D’ailleurs, je suis déjà en train d’anticiper la levée de crise parce que cela va être très compliqué à plusieurs niveaux pour nous. Je pense à la gestion administrative de tous les patients, à la réservation des places dans les avions et à l’absorption de tout ce retard par La Réunion. Il va falloir que nous étalions au maximum dans le temps les envois et que nous réévaluions les dossiers médicaux, pour diagnostiquer ceux qui seront prioritaires. À l’instar de la cancérologie. Heureusement, certaines évacuations sanitaires peuvent être facilement déplacées de six mois.

FI : Chez certains habitants, les conditions sanitaires font craindre une crise de grande envergure. Pouvons-nous envisager que La Réunion nous ouvre ses portes en cas d’explosion du nombre de malades atteints du Covid -19 à Mayotte ?

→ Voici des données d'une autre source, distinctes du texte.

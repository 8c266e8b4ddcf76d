//! In-memory stand-ins for every pixelforge port.
//!
//! Handles are cheap to clone and share their state, so a test can keep one
//! copy to inspect or to inject failures while the workflow under test owns
//! another.

use bytes::Bytes;
use image::{ImageFormat, Rgba, RgbaImage};
use pixelforge_core::prelude::*;
use std::collections::{HashMap, HashSet};
use std::io::Cursor;
use std::sync::atomic::{AtomicBool, Ordering};
use std::sync::{Arc, Mutex, MutexGuard, PoisonError};

fn lock<T>(mutex: &Mutex<T>) -> MutexGuard<'_, T> {
    mutex.lock().unwrap_or_else(PoisonError::into_inner)
}

/// A `width` x `height` PNG filled with one color.
pub fn solid_png(width: u32, height: u32, rgba: [u8; 4]) -> Bytes {
    let image = RgbaImage::from_pixel(width, height, Rgba(rgba));
    let mut buffer = Cursor::new(Vec::new());
    image
        .write_to(&mut buffer, ImageFormat::Png)
        .expect("encoding an in-memory PNG cannot fail");
    Bytes::from(buffer.into_inner())
}

#[derive(Clone)]
pub struct MemoryStorage {
    blobs: Arc<Mutex<HashMap<String, Bytes>>>,
    url_prefix: String,
    failing: Arc<AtomicBool>,
}

impl MemoryStorage {
    pub fn new(url_prefix: impl Into<String>) -> Self {
        Self {
            blobs: Arc::default(),
            url_prefix: url_prefix.into(),
            failing: Arc::default(),
        }
    }

    /// While failing, every operation returns a storage error.
    pub fn set_failing(&self, failing: bool) {
        self.failing.store(failing, Ordering::SeqCst);
    }

    pub fn keys(&self) -> Vec<String> {
        let mut keys: Vec<_> = lock(&self.blobs).keys().cloned().collect();
        keys.sort();
        keys
    }

    fn check(&self) -> Result<(), StorageError> {
        if self.failing.load(Ordering::SeqCst) {
            return Err(StorageError::Generic("memory storage is unavailable".into()));
        }
        Ok(())
    }
}

impl BlobStore for MemoryStorage {
    async fn write_blob(&self, key: &str, data: Bytes) -> Result<bool, StorageError> {
        self.check()?;
        let mut blobs = lock(&self.blobs);
        if blobs.contains_key(key) {
            return Ok(false);
        }
        blobs.insert(key.to_string(), data);
        Ok(true)
    }

    async fn read_file(&self, key: &str) -> Result<Bytes, StorageError> {
        self.check()?;
        lock(&self.blobs)
            .get(key)
            .cloned()
            .ok_or_else(|| StorageError::NotFound(key.to_string()))
    }

    async fn exists(&self, key: &str) -> Result<bool, StorageError> {
        self.check()?;
        Ok(lock(&self.blobs).contains_key(key))
    }

    async fn delete_file(&self, key: &str) -> Result<(), StorageError> {
        self.check()?;
        lock(&self.blobs).remove(key);
        Ok(())
    }

    fn url_prefix(&self) -> &str {
        &self.url_prefix
    }
}

#[derive(Clone, Default)]
pub struct MemoryRepository {
    artifacts: Arc<Mutex<HashMap<String, Artifact>>>,
    preferences: Arc<Mutex<HashMap<String, UserPreferences>>>,
    palettes: Arc<Mutex<HashMap<String, Palette>>>,
}

impl MemoryRepository {
    pub fn new() -> Self {
        Self::default()
    }
}

impl ArtifactRepository for MemoryRepository {
    async fn get(&self, id: &str) -> ForgeResult<Artifact> {
        lock(&self.artifacts)
            .get(id)
            .cloned()
            .ok_or_else(|| ForgeError::NotFound(id.to_string()))
    }

    async fn insert(&self, artifact: &Artifact) -> ForgeResult<()> {
        let mut artifacts = lock(&self.artifacts);
        if artifacts.contains_key(&artifact.id) {
            return Err(ForgeError::Validation(format!(
                "pixel art {} already exists",
                artifact.id
            )));
        }
        artifacts.insert(artifact.id.clone(), artifact.clone());
        Ok(())
    }

    async fn replace(&self, mut artifact: Artifact) -> ForgeResult<Artifact> {
        let mut artifacts = lock(&self.artifacts);
        let stored = artifacts
            .get(&artifact.id)
            .ok_or_else(|| ForgeError::NotFound(artifact.id.clone()))?;
        if stored.revision != artifact.revision {
            return Err(ForgeError::Conflict {
                expected: artifact.revision,
                found: stored.revision,
                id: artifact.id,
            });
        }
        artifact.revision += 1;
        artifacts.insert(artifact.id.clone(), artifact.clone());
        Ok(artifact)
    }

    async fn delete(&self, id: &str) -> ForgeResult<Artifact> {
        lock(&self.artifacts)
            .remove(id)
            .ok_or_else(|| ForgeError::NotFound(id.to_string()))
    }

    async fn list(&self, query: &ArtifactQuery) -> ForgeResult<ArtifactPage> {
        let artifacts: Vec<_> = lock(&self.artifacts).values().cloned().collect();
        Ok(query.select(artifacts))
    }
}

impl PreferencesRepository for MemoryRepository {
    async fn get_preferences(&self, user_id: &str) -> ForgeResult<Option<UserPreferences>> {
        Ok(lock(&self.preferences).get(user_id).cloned())
    }

    async fn put_preferences(&self, preferences: &UserPreferences) -> ForgeResult<()> {
        lock(&self.preferences).insert(preferences.user_id.clone(), preferences.clone());
        Ok(())
    }
}

impl PaletteRepository for MemoryRepository {
    async fn list_palettes(&self) -> ForgeResult<Vec<Palette>> {
        let mut palettes: Vec<_> = lock(&self.palettes).values().cloned().collect();
        palettes.sort_by(|a, b| a.id.cmp(&b.id));
        Ok(palettes)
    }

    async fn put_palette(&self, palette: &Palette) -> ForgeResult<()> {
        lock(&self.palettes).insert(palette.id.clone(), palette.clone());
        Ok(())
    }

    async fn delete_palette(&self, id: &str) -> ForgeResult<bool> {
        Ok(lock(&self.palettes).remove(id).is_some())
    }
}

#[derive(Debug, Clone, Copy, PartialEq, Eq, Hash)]
pub enum ProviderCall {
    Generate,
    Describe,
    Edit,
}

#[derive(Debug, Clone, PartialEq, Eq)]
pub struct RecordedCall {
    pub call: ProviderCall,
    pub prompt: Option<String>,
}

struct Script {
    image: Bytes,
    description: String,
    failing: HashSet<ProviderCall>,
    calls: Vec<RecordedCall>,
}

/// [`ImageProvider`] answering every call with canned data.
///
/// Every call is recorded, including the ones scripted to fail.
#[derive(Clone)]
pub struct ScriptedProvider {
    script: Arc<Mutex<Script>>,
}

impl Default for ScriptedProvider {
    fn default() -> Self {
        Self::new(solid_png(64, 64, [139, 172, 15, 255]))
    }
}

impl ScriptedProvider {
    /// `image` is returned by both `generate` and `edit`.
    pub fn new(image: Bytes) -> Self {
        Self {
            script: Arc::new(Mutex::new(Script {
                image,
                description: "A small green pixel art landscape".to_string(),
                failing: HashSet::new(),
                calls: Vec::new(),
            })),
        }
    }

    pub fn with_description(self, description: impl Into<String>) -> Self {
        lock(&self.script).description = description.into();
        self
    }

    pub fn set_image(&self, image: Bytes) {
        lock(&self.script).image = image;
    }

    pub fn fail(&self, call: ProviderCall) {
        lock(&self.script).failing.insert(call);
    }

    pub fn recover(&self, call: ProviderCall) {
        lock(&self.script).failing.remove(&call);
    }

    pub fn calls(&self) -> Vec<RecordedCall> {
        lock(&self.script).calls.clone()
    }

    fn record(&self, call: ProviderCall, prompt: Option<&str>) -> Result<Reply, ProviderError> {
        let mut script = lock(&self.script);
        script.calls.push(RecordedCall {
            call,
            prompt: prompt.map(str::to_string),
        });
        if script.failing.contains(&call) {
            return Err(ProviderError::Api {
                status: 503,
                message: format!("scripted {call:?} failure"),
            });
        }
        Ok(Reply {
            image: script.image.clone(),
            description: script.description.clone(),
        })
    }
}

struct Reply {
    image: Bytes,
    description: String,
}

impl ImageProvider for ScriptedProvider {
    async fn generate(&self, prompt: &str) -> Result<Bytes, ProviderError> {
        Ok(self.record(ProviderCall::Generate, Some(prompt))?.image)
    }

    async fn describe(&self, _image: Bytes) -> Result<String, ProviderError> {
        Ok(self.record(ProviderCall::Describe, None)?.description)
    }

    async fn edit(&self, _image: Bytes, prompt: &str) -> Result<Bytes, ProviderError> {
        Ok(self.record(ProviderCall::Edit, Some(prompt))?.image)
    }
}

L. I. : Tout va dépendre de l’évolution de l’épidémie dans les deux îles. Si notre service de réanimation dépasse ses capacités d’accueil et que ce n’est pas le cas de celui de La Réunion, il est fort probable que nous évacuerions des patients du Covid -19. C’est même quasiment certain ! Cela ne représenterait pas une contrainte particulière pour nous. Après, le débat se situerait davantage entre nos agences régionales de santé et nos hôpitaux respectifs. L’entente est très cordiale entre les personnels soignants d’ici et là-bas, il n’y aurait donc aucune difficulté de notre côté. Nous avons même déjà évoqué cette possibilité ensemble et bien souvent, nous résolvons les problèmes entre nous. C’est une force qui peut nous permettre d’appuyer nos jugements médicaux, face à cette potentielle rivalité médico-politique entre Mayotte et La Réunion.